IBM Japan, Panasonic team on semi manufacturing

IBM Japan, Ltd. and Panasonic Corporation’s subsidiary, Panasonic Smart Factory Solutions Co., Ltd, have agreed to collaborate to develop and market a new high-value-added system to optimize the effectiveness (OEE) of customers’ semiconductor manufacturing processes and to realize high-quality manufacturing.

Under the collaboration, IBM Japan and Panasonic will jointly develop a data analysis system that will be incorporated into Panasonic’s edge devices. The system is intended to reduce the number of engineering processes required, stabilize product quality, and improve the operating rates of manufacturing facilities.

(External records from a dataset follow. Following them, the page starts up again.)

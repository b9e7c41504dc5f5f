use once_cell::sync::Lazy;
use regex::Regex;

use super::base::NormalizerUtils;
use crate::constants::ALREADY_RENTED;
use crate::pipeline::ingestion::OrpiRaw;
use crate::pipeline::processing::normalize::{DropReason, RowOutcome, SourceNormalizer};
use crate::types::Listing;

// Single-digit arrondissement, not followed by another digit
static SHORT_ARRONDISSEMENT: Lazy<Regex> = Lazy::new(|| Regex::new(r"PARIS (\d)(\D|$)").unwrap());
static BEDROOMS: Lazy<Regex> = Lazy::new(|| Regex::new(r"(\d+) chambres?").unwrap());

/// Marker of furnished listings in the feature badges
const FURNISHED_BADGE: &str = "Meublé";

/// Normalizer for Orpi listings
pub struct OrpiNormalizer;

impl OrpiNormalizer {
    pub fn new() -> Self {
        Self
    }

    fn classify(prop_type: &str, descr: &str) -> Result<bool, DropReason> {
        let prop_type = prop_type.trim();
        if prop_type.starts_with("Maison") {
            Ok(true)
        } else if !prop_type.is_empty() {
            Ok(false)
        } else {
            NormalizerUtils::type_from_description(descr).ok_or(DropReason::UnclassifiableType)
        }
    }

    fn parse_price(text: Option<&str>) -> Result<i64, DropReason> {
        let text = text.ok_or(DropReason::UnparseablePrice)?;
        if text.split('€').next().unwrap_or_default().trim() == ALREADY_RENTED {
            return Err(DropReason::AlreadyRented);
        }
        NormalizerUtils::parse_price(Some(text))
    }

    /// `"3 pièces"` → 3
    fn parse_rooms(text: Option<&str>) -> Result<u32, DropReason> {
        text.and_then(|t| t.split("pièce").next())
            .and_then(|t| t.trim().parse().ok())
            .ok_or(DropReason::UnparseableFeatures)
    }

    /// `"65,5 m²"` → 65.5
    fn parse_surface(text: Option<&str>) -> Result<f64, DropReason> {
        text.and_then(|t| t.split_whitespace().next())
            .and_then(|t| t.replace(',', ".").parse().ok())
            .ok_or(DropReason::UnparseableFeatures)
    }

    fn parse_location(raw_city: &str, raw_dept: &str) -> Result<(String, u32), DropReason> {
        let mut city = raw_city.trim().to_uppercase();
        if NormalizerUtils::is_capital(&city) {
            city = SHORT_ARRONDISSEMENT
                .replace_all(&city, "PARIS 0${1}${2}")
                .into_owned();
            let dept = NormalizerUtils::capital_dept(raw_dept, &city)
                .ok_or(DropReason::UnparseableLocation)?;
            return Ok((city, dept));
        }
        let dept = raw_dept.trim().parse().map_err(|_| DropReason::UnparseableLocation)?;
        Ok((city, dept))
    }
}

impl SourceNormalizer for OrpiNormalizer {
    type Raw = OrpiRaw;

    fn normalize_row(&self, raw: &OrpiRaw) -> RowOutcome {
        let descr = raw.descr.clone().unwrap_or_default();
        let feats = raw.feats.as_deref().unwrap_or_default();

        let (city, dept) = Self::parse_location(
            raw.city.as_deref().unwrap_or_default(),
            raw.dept.as_deref().unwrap_or_default(),
        )?;
        let is_house = Self::classify(raw.prop_type.as_deref().unwrap_or_default(), &descr)?;
        let rooms = Self::parse_rooms(raw.rooms.as_deref())?;
        let surface = Self::parse_surface(raw.surface.as_deref())?;
        let furnished = feats.contains(FURNISHED_BADGE);
        let bedrooms = NormalizerUtils::capture_number(&BEDROOMS, feats).unwrap_or(0);
        let price = Self::parse_price(raw.price.as_deref())?;

        Ok(Listing {
            price,
            surface,
            rooms,
            bedrooms,
            is_house,
            furnished,
            city,
            dept,
            descr,
        })
    }

    fn name(&self) -> &str {
        "Orpi Normalizer"
    }
}

impl Default for OrpiNormalizer {
    fn default() -> Self {
        Self::new()
    }
}

#[cfg(test)]
mod tests {
    use super::*;

    fn raw(prop_type: &str, city: &str, dept: &str, price: &str, feats: &str) -> OrpiRaw {
        OrpiRaw {
            prop_type: Some(prop_type.to_string()),
            city: Some(city.to_string()),
            dept: Some(dept.to_string()),
            rooms: Some("3 pièces".to_string()),
            surface: Some("65,5 m²".to_string()),
            price: Some(price.to_string()),
            descr: Some("Lumineux".to_string()),
            feats: Some(feats.to_string()),
            ..Default::default()
        }
    }

    #[test]
    fn test_single_digit_arrondissement_is_padded() {
        let row = raw("Appartement", "Paris 8", "75", "1 800 €", "['Meublé', '2 chambres']");
        let listing = OrpiNormalizer::new().normalize_row(&row).unwrap();
        assert_eq!(listing.city, "PARIS 08");
        assert_eq!(listing.dept, 75008);
        assert_eq!(listing.surface, 65.5);
        assert_eq!(listing.rooms, 3);
        assert_eq!(listing.bedrooms, 2);
        assert!(listing.furnished);
        assert!(!listing.is_house);
        assert_eq!(listing.price, 1800);
    }

    #[test]
    fn test_two_digit_arrondissement_untouched() {
        let (city, dept) = OrpiNormalizer::parse_location("Paris 15", "75").unwrap();
        assert_eq!(city, "PARIS 15");
        assert_eq!(dept, 75015);
    }

    #[test]
    fn test_rented_listing_is_dropped() {
        let row = raw("Maison", "Vincennes", "94", "Loué", "[]");
        assert_eq!(OrpiNormalizer::new().normalize_row(&row), Err(DropReason::AlreadyRented));
    }

    #[test]
    fn test_unfurnished_house_defaults() {
        let row = raw("Maison de ville", "Saint-Maur-des-Fossés", "94", "2 100 €", "['Jardin']");
        let listing = OrpiNormalizer::new().normalize_row(&row).unwrap();
        assert!(listing.is_house);
        assert!(!listing.furnished);
        assert_eq!(listing.bedrooms, 0);
        assert_eq!(listing.city, "SAINT-MAUR-DES-FOSSÉS");
        assert_eq!(listing.dept, 94);
    }

    #[test]
    fn test_missing_type_uses_description() {
        let mut row = raw("", "Vincennes", "94", "1 000 €", "[]");
        row.descr = Some("Loft lumineux".to_string());
        assert_eq!(
            OrpiNormalizer::new().normalize_row(&row),
            Err(DropReason::UnclassifiableType)
        );
        row.descr = Some("Maison familiale".to_string());
        assert!(OrpiNormalizer::new().normalize_row(&row).unwrap().is_house);
    }
}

As part of its circuit formation process business, Panasonic currently develops and markets edge devices and manufacturing methods that contribute to improving semiconductor manufacturing of advanced packaging. These include dry etching equipment, plasma dicers to produce high-quality wafers, plasma cleaners, and high-accuracy bonding devices. This expertise will be combined with techniques and technology that IBM Japan has developed for semiconductor manufacturing to help Panasonic create smart factory technology. These include a data analysis system including advanced process control (APC) and fault detection and classification (FDC), as well as an upper-layer manufacturing execution system (MES).

The computing algorithm jointly developed by the two companies enables customers to enter their desired dicing shape (etching shape), which varies from product to product, and automatically generate equipment parameters consisting of several hundred combinations. This feature is expected to significantly reduce product launch times and engineering costs. It can also be applied to the APC system, which automatically adjusts equipment parameters according to varying processing quality from front- and back-end processes. This will in turn keep processed shapes stable, resulting in high-quality dicing.

The fault detection and classification system continuously accumulate operational data from operating manufacturing equipment, detects failures through its own data analysis method, and enables the condition of equipment to be interpreted automatically. This feature generates equipment maintenance target areas and frequency needs, forecasts and prevents failures, optimizes maintenance scheduling, reduces equipment downtime, and improves operating rates.